Another great op-ed from the WSJ on the random tax numbers quoted by the Obama campaign and the loving press’ unwillingness to put up a question mark. Some highlights:

In the last debate, Sen. Obama said, “We both want to cut taxes, the difference is who we want to cut taxes for. . . . The centerpiece of [McCain’s] economic proposal is to provide $200 billion in additional tax breaks to some of the wealthiest corporations in America. Exxon Mobil, and other oil companies, for example, would get an additional $4 billion in tax breaks.”

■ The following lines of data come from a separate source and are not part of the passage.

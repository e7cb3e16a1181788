//! In-process REST backend for transport integration tests.
//!
//! Routes are keyed by `"METHOD /path/"` and answer with a canned status and
//! JSON body. Every request is recorded with its headers and body so tests
//! can assert on what reached the wire.

use std::collections::HashMap;
use std::net::TcpListener;
use std::sync::{Arc, Mutex};

use actix_web::dev::ServerHandle;
use actix_web::http::StatusCode;
use actix_web::http::header::AUTHORIZATION;
use actix_web::{App, HttpRequest, HttpResponse, HttpServer, web};
use serde_json::{Value, json};
use url::Url;

/// One request as seen by the backend.
#[derive(Debug, Clone, PartialEq)]
pub struct Recorded {
    pub method: String,
    pub path: String,
    pub query: String,
    pub authorization: Option<String>,
    pub body: Option<Value>,
}

#[derive(Clone, Default)]
pub struct FakeBackend {
    routes: Arc<Mutex<HashMap<String, (u16, Value)>>>,
    requests: Arc<Mutex<Vec<Recorded>>>,
}

impl FakeBackend {
    /// Answer `method path` with `status` and `body`.
    pub fn respond(&self, method: &str, path: &str, status: u16, body: Value) -> &Self {
        self.routes
            .lock()
            .expect("routes lock")
            .insert(format!("{method} {path}"), (status, body));
        self
    }

    pub fn requests(&self) -> Vec<Recorded> {
        self.requests.lock().expect("requests lock").clone()
    }

    /// Requests whose method and path match.
    pub fn requests_to(&self, method: &str, path: &str) -> Vec<Recorded> {
        self.requests()
            .into_iter()
            .filter(|request| request.method == method && request.path == path)
            .collect()
    }

    fn lookup(&self, method: &str, path: &str) -> (u16, Value) {
        self.routes
            .lock()
            .expect("routes lock")
            .get(&format!("{method} {path}"))
            .cloned()
            .unwrap_or_else(|| (404, json!({"detail": "Not found."})))
    }
}

async fn handle(request: HttpRequest, body: web::Bytes, backend: web::Data<FakeBackend>) -> HttpResponse {
    let method = request.method().as_str().to_owned();
    let path = request.path().to_owned();
    backend.requests.lock().expect("requests lock").push(Recorded {
        method: method.clone(),
        path: path.clone(),
        query: request.query_string().to_owned(),
        authorization: request
            .headers()
            .get(AUTHORIZATION)
            .and_then(|value| value.to_str().ok())
            .map(str::to_owned),
        body: serde_json::from_slice(&body).ok(),
    });

    let (status, payload) = backend.lookup(&method, &path);
    let status = StatusCode::from_u16(status).expect("valid status");
    if status == StatusCode::NO_CONTENT {
        return HttpResponse::NoContent().finish();
    }
    HttpResponse::build(status).json(payload)
}

/// Serve `backend` on an ephemeral port. Stop the returned handle when done.
pub fn start(backend: &FakeBackend) -> (Url, ServerHandle) {
    let listener = TcpListener::bind("127.0.0.1:0").expect("bind test listener");
    let addr = listener.local_addr().expect("listener addr");
    let state = backend.clone();
    let server = HttpServer::new(move || {
        App::new()
            .app_data(web::Data::new(state.clone()))
            .default_service(web::to(handle))
    })
    .workers(1)
    .listen(listener)
    .expect("bind test server")
    .disable_signals()
    .run();
    let handle = server.handle();
    actix_web::rt::spawn(server);
    let base = Url::parse(&format!("http://{addr}")).expect("base url");
    (base, handle)
}

/// Address nothing listens on.
pub fn closed_port() -> Url {
    let listener = TcpListener::bind("127.0.0.1:0").expect("bind listener");
    let addr = listener.local_addr().expect("listener addr");
    drop(listener);
    Url::parse(&format!("http://{addr}")).expect("closed url")
}
//! Expense tracker records and forms.
//!
//! Records are server-owned and decoded leniently: every display field is
//! optional and the accessors spell out the default. Forms are the opposite:
//! raw strings are parsed strictly and a failed parse blocks submission.

use std::fmt;
use std::str::FromStr;

use chrono::{DateTime, NaiveDate};
use rust_decimal::Decimal;
use serde::{Deserialize, Serialize};
use serde_json::Value;

use super::lenient::{self, first_non_empty};

/// Placeholder for missing display values.
pub const NOT_AVAILABLE: &str = "N/A";

/// Direction of a transaction.
#[derive(Debug, Clone, Copy, PartialEq, Eq, Serialize, Deserialize)]
#[serde(rename_all = "lowercase")]
pub enum TransactionKind {
    /// Money coming in.
    Income,
    /// Money going out.
    Expense,
}

impl TransactionKind {
    /// Wire value of the kind.
    pub fn as_str(self) -> &'static str {
        match self {
            Self::Income => "income",
            Self::Expense => "expense",
        }
    }
}

impl fmt::Display for TransactionKind {
    fn fmt(&self, f: &mut fmt::Formatter<'_>) -> fmt::Result {
        f.write_str(self.as_str())
    }
}

impl FromStr for TransactionKind {
    type Err = TransactionFormError;

    fn from_str(s: &str) -> Result<Self, Self::Err> {
        match s.trim().to_ascii_lowercase().as_str() {
            "income" => Ok(Self::Income),
            "expense" => Ok(Self::Expense),
            _ => Err(TransactionFormError::InvalidKind),
        }
    }
}

/// Category reference on a transaction: usually an id, sometimes a name or a
/// nested category record. Anything else is kept raw and displays as blank.
#[derive(Debug, Clone, PartialEq, Eq, Deserialize)]
#[serde(untagged)]
pub enum CategoryRef {
    /// Category primary key.
    Id(i64),
    /// Category name.
    Name(String),
    /// Embedded category record.
    Nested(Category),
    /// Unrecognised shape.
    Other(Value),
}

impl CategoryRef {
    /// Category id, when one is known.
    pub fn id(&self) -> Option<i64> {
        match self {
            Self::Id(id) => Some(*id),
            Self::Nested(category) => Some(category.id),
            Self::Name(_) | Self::Other(_) => None,
        }
    }
}

impl fmt::Display for CategoryRef {
    fn fmt(&self, f: &mut fmt::Formatter<'_>) -> fmt::Result {
        match self {
            Self::Id(id) => write!(f, "{id}"),
            Self::Name(name) => f.write_str(name),
            Self::Nested(category) => f.write_str(&category.label()),
            Self::Other(_) => Ok(()),
        }
    }
}

/// One transaction as returned by the backend.
#[derive(Debug, Clone, PartialEq, Deserialize)]
pub struct Transaction {
    /// Server identifier used for edit and delete.
    pub id: i64,
    /// Primary description.
    #[serde(default, deserialize_with = "lenient::text")]
    pub title: Option<String>,
    /// Older description field.
    #[serde(default, deserialize_with = "lenient::text")]
    pub description: Option<String>,
    /// Amount as sent by the server, if readable.
    #[serde(default, deserialize_with = "lenient::amount")]
    pub amount: Option<Decimal>,
    /// Category reference.
    #[serde(default)]
    pub category: Option<CategoryRef>,
    /// Booking date (`YYYY-MM-DD`).
    #[serde(default, deserialize_with = "lenient::text")]
    pub date: Option<String>,
    /// Creation timestamp (RFC 3339).
    #[serde(default, deserialize_with = "lenient::text")]
    pub created_at: Option<String>,
    /// `income` or `expense`, kept raw.
    #[serde(default, rename = "type", deserialize_with = "lenient::text")]
    pub kind: Option<String>,
}

impl Transaction {
    /// `title`, then `description`, then `N/A`.
    pub fn display_description(&self) -> &str {
        first_non_empty(&[self.title.as_deref(), self.description.as_deref()])
            .unwrap_or(NOT_AVAILABLE)
    }

    /// Amount, or zero when missing or unreadable.
    pub fn amount_or_zero(&self) -> Decimal {
        self.amount.unwrap_or(Decimal::ZERO)
    }

    /// Category label, or `N/A`.
    pub fn display_category(&self) -> String {
        self.category
            .as_ref()
            .map(ToString::to_string)
            .filter(|label| !label.trim().is_empty())
            .unwrap_or_else(|| NOT_AVAILABLE.to_owned())
    }

    /// Raw kind, or `N/A`.
    pub fn display_kind(&self) -> &str {
        first_non_empty(&[self.kind.as_deref()]).unwrap_or(NOT_AVAILABLE)
    }

    /// Calendar date of `created_at` in the offset it was sent with.
    pub fn created_on(&self) -> Option<NaiveDate> {
        self.created_at
            .as_deref()
            .and_then(|raw| DateTime::parse_from_rfc3339(raw.trim()).ok())
            .map(|timestamp| timestamp.date_naive())
    }
}

/// Income and expense totals.
#[derive(Debug, Clone, Default, PartialEq, Deserialize)]
pub struct Summary {
    /// Sum of income.
    #[serde(default, deserialize_with = "lenient::amount")]
    pub total_income: Option<Decimal>,
    /// Sum of expenses. Older backends send `total_expenses`.
    #[serde(default, alias = "total_expenses", deserialize_with = "lenient::amount")]
    pub total_expense: Option<Decimal>,
    /// Income minus expenses.
    #[serde(default, deserialize_with = "lenient::amount")]
    pub net_balance: Option<Decimal>,
}

impl Summary {
    /// Income total, defaulting to zero.
    pub fn income(&self) -> Decimal {
        self.total_income.unwrap_or(Decimal::ZERO)
    }

    /// Expense total, defaulting to zero.
    pub fn expenses(&self) -> Decimal {
        self.total_expense.unwrap_or(Decimal::ZERO)
    }

    /// Net balance, defaulting to zero.
    pub fn balance(&self) -> Decimal {
        self.net_balance.unwrap_or(Decimal::ZERO)
    }
}

/// Category used to populate selection lists.
#[derive(Debug, Clone, PartialEq, Eq, Deserialize)]
pub struct Category {
    /// Category primary key.
    pub id: i64,
    /// Display name.
    #[serde(default, deserialize_with = "lenient::text")]
    pub name: Option<String>,
    /// Alternative display name.
    #[serde(default, deserialize_with = "lenient::text")]
    pub title: Option<String>,
}

impl Category {
    /// `name`, then `title`, then `Category <id>`.
    pub fn label(&self) -> String {
        first_non_empty(&[self.name.as_deref(), self.title.as_deref()])
            .map(str::to_owned)
            .unwrap_or_else(|| format!("Category {}", self.id))
    }
}

/// Reasons a transaction form is rejected before sending.
#[derive(Debug, Clone, PartialEq, Eq)]
pub enum TransactionFormError {
    /// Description was blank.
    MissingDescription,
    /// Amount did not parse as a decimal number.
    InvalidAmount,
    /// Category was missing, not an integer, or zero.
    InvalidCategory,
    /// Date was missing or not `YYYY-MM-DD`.
    InvalidDate,
    /// Type was not `income` or `expense`.
    InvalidKind,
}

impl fmt::Display for TransactionFormError {
    fn fmt(&self, f: &mut fmt::Formatter<'_>) -> fmt::Result {
        match self {
            Self::MissingDescription => write!(f, "Please fill all fields correctly: description is required."),
            Self::InvalidAmount => write!(f, "Please fill all fields correctly: amount must be a number."),
            Self::InvalidCategory => write!(f, "Please fill all fields correctly: select a category."),
            Self::InvalidDate => write!(f, "Please fill all fields correctly: date must be YYYY-MM-DD."),
            Self::InvalidKind => write!(f, "Please fill all fields correctly: type must be income or expense."),
        }
    }
}

impl std::error::Error for TransactionFormError {}

/// Raw transaction form fields as typed by the user.
#[derive(Debug, Clone, Default, PartialEq, Eq)]
pub struct TransactionForm {
    /// Description text.
    pub description: String,
    /// Amount text.
    pub amount: String,
    /// Selected category id.
    pub category: String,
    /// Booking date.
    pub date: String,
    /// `income` or `expense`.
    pub kind: String,
}

/// Validated transaction payload for create and update.
#[derive(Debug, Clone, PartialEq, Eq, Serialize)]
pub struct TransactionDraft {
    title: String,
    amount: Decimal,
    category: i64,
    date: NaiveDate,
    #[serde(rename = "type")]
    kind: TransactionKind,
}

impl TransactionDraft {
    /// Parse and validate a form.
    ///
    /// # Examples
    /// ```
    /// use client::domain::{TransactionDraft, TransactionForm};
    ///
    /// let form = TransactionForm {
    ///     description: "Coffee".into(),
    ///     amount: "abc".into(),
    ///     category: "2".into(),
    ///     date: "2024-01-01".into(),
    ///     kind: "expense".into(),
    /// };
    /// assert!(TransactionDraft::try_from_form(&form).is_err());
    /// ```
    pub fn try_from_form(form: &TransactionForm) -> Result<Self, TransactionFormError> {
        let title = form.description.trim();
        if title.is_empty() {
            return Err(TransactionFormError::MissingDescription);
        }
        let amount = Decimal::from_str(form.amount.trim())
            .map_err(|_| TransactionFormError::InvalidAmount)?;
        let category = form
            .category
            .trim()
            .parse::<i64>()
            .ok()
            .filter(|id| *id > 0)
            .ok_or(TransactionFormError::InvalidCategory)?;
        let date = NaiveDate::parse_from_str(form.date.trim(), "%Y-%m-%d")
            .map_err(|_| TransactionFormError::InvalidDate)?;
        let kind = TransactionKind::from_str(&form.kind)?;
        Ok(Self {
            title: title.to_owned(),
            amount,
            category,
            date,
            kind,
        })
    }
}

/// Validation errors for a summary month.
#[derive(Debug, Clone, PartialEq, Eq)]
pub struct InvalidMonth;

impl fmt::Display for InvalidMonth {
    fn fmt(&self, f: &mut fmt::Formatter<'_>) -> fmt::Result {
        write!(f, "Invalid month format. Use YYYY-MM.")
    }
}

impl std::error::Error for InvalidMonth {}

/// Month filter for the summary endpoint, `YYYY-MM`.
#[derive(Debug, Clone, Copy, PartialEq, Eq)]
pub struct SummaryMonth(NaiveDate);

impl SummaryMonth {
    /// Query value sent to the backend.
    pub fn as_query(&self) -> String {
        self.0.format("%Y-%m").to_string()
    }
}

impl FromStr for SummaryMonth {
    type Err = InvalidMonth;

    fn from_str(s: &str) -> Result<Self, Self::Err> {
        let trimmed = s.trim();
        if trimmed.len() != 7 {
            return Err(InvalidMonth);
        }
        NaiveDate::parse_from_str(&format!("{trimmed}-01"), "%Y-%m-%d")
            .map(Self)
            .map_err(|_| InvalidMonth)
    }
}

/// Filters accepted by the transaction list endpoint.
#[derive(Debug, Clone, Default, PartialEq, Eq)]
pub struct TransactionFilter {
    /// Only transactions in this category.
    pub category: Option<i64>,
    /// Created on or after this date.
    pub start_date: Option<NaiveDate>,
    /// Created on or before this date.
    pub end_date: Option<NaiveDate>,
}

impl TransactionFilter {
    /// Query parameters in a stable order.
    pub fn query(&self) -> Vec<(String, String)> {
        let mut query = Vec::new();
        if let Some(category) = self.category {
            query.push(("category".to_owned(), category.to_string()));
        }
        if let Some(start) = self.start_date {
            query.push(("start_date".to_owned(), start.format("%Y-%m-%d").to_string()));
        }
        if let Some(end) = self.end_date {
            query.push(("end_date".to_owned(), end.format("%Y-%m-%d").to_string()));
        }
        query
    }
}
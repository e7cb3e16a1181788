#![cfg_attr(not(any(test, doctest)), deny(clippy::unwrap_used))]
#![cfg_attr(not(any(test, doctest)), forbid(clippy::expect_used))]
//! Expense tracker command-line client.
//!
//! # Examples
//! ```sh
//! expenses login --username ada
//! expenses dashboard --month 2024-01
//! expenses add --description Coffee --amount 3.50 --category 2 --date 2024-01-01 --type expense
//! ```

use std::io;
use std::process::ExitCode;

use clap::Parser;
use client::inbound::cli::expenses::{self, ExpensesCli};
use client::inbound::cli::{App, Outcome, Terminal, build_client, init_tracing, load_settings};

fn main() -> io::Result<ExitCode> {
    let cli = ExpensesCli::parse();
    init_tracing();
    let runtime = tokio::runtime::Builder::new_current_thread()
        .enable_all()
        .build()?;
    runtime.block_on(async_main(cli))
}

async fn async_main(cli: ExpensesCli) -> io::Result<ExitCode> {
    let settings = load_settings(App::Expenses)?;
    let client = build_client(App::Expenses, settings, &cli.connection.into())?;
    let mut term = Terminal::new(
        App::Expenses,
        io::stdin().lock(),
        io::stdout().lock(),
        io::stderr().lock(),
    );
    Ok(match expenses::run(client, cli.command, &mut term).await? {
        Outcome::Completed => ExitCode::SUCCESS,
        Outcome::Failed => ExitCode::FAILURE,
    })
}
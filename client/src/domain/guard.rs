//! Session guard run before every authenticated use case.

use tracing::warn;

use super::Error;
use super::Session;
use super::ports::SessionStore;

/// Return the stored session or a redirect-to-login error.
///
/// No request is issued here; callers run the guard before touching the
/// transport. An unreadable store is logged and treated as signed out.
pub fn require_session<S>(store: &S) -> Result<Session, Error>
where
    S: SessionStore + ?Sized,
{
    match store.load() {
        Ok(Some(session)) => Ok(session),
        Ok(None) => Err(Error::missing_session()),
        Err(error) => {
            warn!(%error, "session store unreadable; treating as signed out");
            Err(Error::missing_session())
        }
    }
}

That $200 billion figure is false. Yet FactCheck.org and most reporters never bothered to ask Mr. Obama where he came up with it. FactCheck.org did discover that Mr. Obama’s claim about “$4 billion in tax breaks for energy companies” came from a two-page memo from the Center for American Progress Action Fund — a political lobby headed by John Podesta, former chief of staff to Bill Clinton, with tax issues handled by two lawyers, Robert Gordon and James Kvaal, former policy directors for the John Kerry and John Edwards campaigns. Those lawyers confused average tax rates (after credits and deductions) with the 35% statutory rate on the next dollar of earnings, so that cutting the latter rate from 35% to 25% would supposedly cut big oil’s $13.4 billion tax bill by 28.5%, or $3.8 billion. That is not economics; it is not even competent bookkeeping.

The Committee for a Responsible Federal Budget, by contrast, correctly notes that, “Senator McCain has called for the repeal and reform of a number of tax preferences for oil companies,” which would raise the oil companies’ taxes by $5 billion in 2013.